● Work to be completed
Nothing in the data may be altered; copy it all exactly.

● Stored data

____

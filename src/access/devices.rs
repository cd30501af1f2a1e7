use crate::event::DoorCommand;
use dashmap::DashMap;
use std::sync::Arc;
use tokio::sync::mpsc;
use tracing::{debug, info, warn};
use uuid::Uuid;

/// Registered actuator devices.
///
/// Each device connection owns the receiving half of its command queue and
/// drains it on its own task. Handoffs only enqueue, so any thread may issue
/// them without blocking; commands for one device arrive in enqueue order.
#[derive(Clone, Default)]
pub struct DeviceRegistry {
    devices: Arc<DashMap<Uuid, mpsc::UnboundedSender<DoorCommand>>>,
}

impl DeviceRegistry {
    pub fn new() -> Self {
        Self::default()
    }

    /// Register a device connection; commands arrive on the receiver.
    pub fn register(&self) -> (Uuid, mpsc::UnboundedReceiver<DoorCommand>) {
        let (tx, rx) = mpsc::unbounded_channel();
        let id = Uuid::new_v4();
        self.devices.insert(id, tx);
        info!(device_id = %id, devices = self.devices.len(), "Device registered");
        (id, rx)
    }

    /// Remove a device; removing twice is a no-op.
    pub fn deregister(&self, id: &Uuid) -> bool {
        let removed = self.devices.remove(id).is_some();
        if removed {
            info!(device_id = %id, "Device deregistered");
        }
        removed
    }

    pub fn len(&self) -> usize {
        self.devices.len()
    }

    pub fn is_empty(&self) -> bool {
        self.devices.is_empty()
    }

    /// Schedule `command` on every registered device. Returns how many
    /// device queues accepted it.
    pub fn handoff(&self, command: &DoorCommand) -> usize {
        let targets: Vec<(Uuid, mpsc::UnboundedSender<DoorCommand>)> = self
            .devices
            .iter()
            .map(|entry| (*entry.key(), entry.value().clone()))
            .collect();

        if targets.is_empty() {
            warn!(command = ?command, "No device connected, dropping command");
            return 0;
        }

        let mut scheduled = 0;
        for (id, tx) in targets {
            if tx.send(command.clone()).is_ok() {
                scheduled += 1;
            } else {
                debug!(device_id = %id, "Device connection gone, dropping command");
                self.deregister(&id);
            }
        }
        scheduled
    }
}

____

● Your solution
filename src/access/devices.rs
repository cd30501af1f2a1e7
use crate::event::DoorCommand;
use dashmap::DashMap;
use std::sync::Arc;
use tokio::sync::mpsc;
use tracing::{debug, info, warn};
use uuid::Uuid;

/// Registered actuator devices.
///
/// Each device connection owns the receiving half of its command queue and
/// drains it on its own task. Handoffs only enqueue, so any thread may issue
/// them without blocking; commands for one device arrive in enqueue order.
#[derive(Clone, Default)]
pub struct DeviceRegistry {
    devices: Arc<DashMap<Uuid, mpsc::UnboundedSender<DoorCommand>>>,
}

impl DeviceRegistry {
    pub fn new() -> Self {
        Self::default()
    }

    /// Register a device connection; commands arrive on the receiver.
    pub fn register(&self) -> (Uuid, mpsc::UnboundedReceiver<DoorCommand>) {
        let (tx, rx) = mpsc::unbounded_channel();
        let id = Uuid::new_v4();
        self.devices.insert(id, tx);
        info!(device_id = %id, devices = self.devices.len(), "Device registered");
        (id, rx)
    }

    /// Remove a device; removing twice is a no-op.
    pub fn deregister(&self, id: &Uuid) -> bool {
        let removed = self.devices.remove(id).is_some();
        if removed {
            info!(device_id = %id, "Device deregistered");
        }
        removed
    }

    pub fn len(&self) -> usize {
        self.devices.len()
    }

    pub fn is_empty(&self) -> bool {
        self.devices.is_empty()
    }

    /// Schedule `command` on every registered device. Returns how many
    /// device queues accepted it.
    pub fn handoff(&self, command: &DoorCommand) -> usize {
        let targets: Vec<(Uuid, mpsc::UnboundedSender<DoorCommand>)> = self
            .devices
            .iter()
            .map(|entry| (*entry.key(), entry.value().clone()))
            .collect();

        if targets.is_empty() {
            warn!(command = ?command, "No device connected, dropping command");
            return 0;
        }

        let mut scheduled = 0;
        for (id, tx) in targets {
            if tx.send(command.clone()).is_ok() {
                scheduled += 1;
            } else {
                debug!(device_id = %id, "Device connection gone, dropping command");
                self.deregister(&id);
            }
        }
        scheduled
    }
}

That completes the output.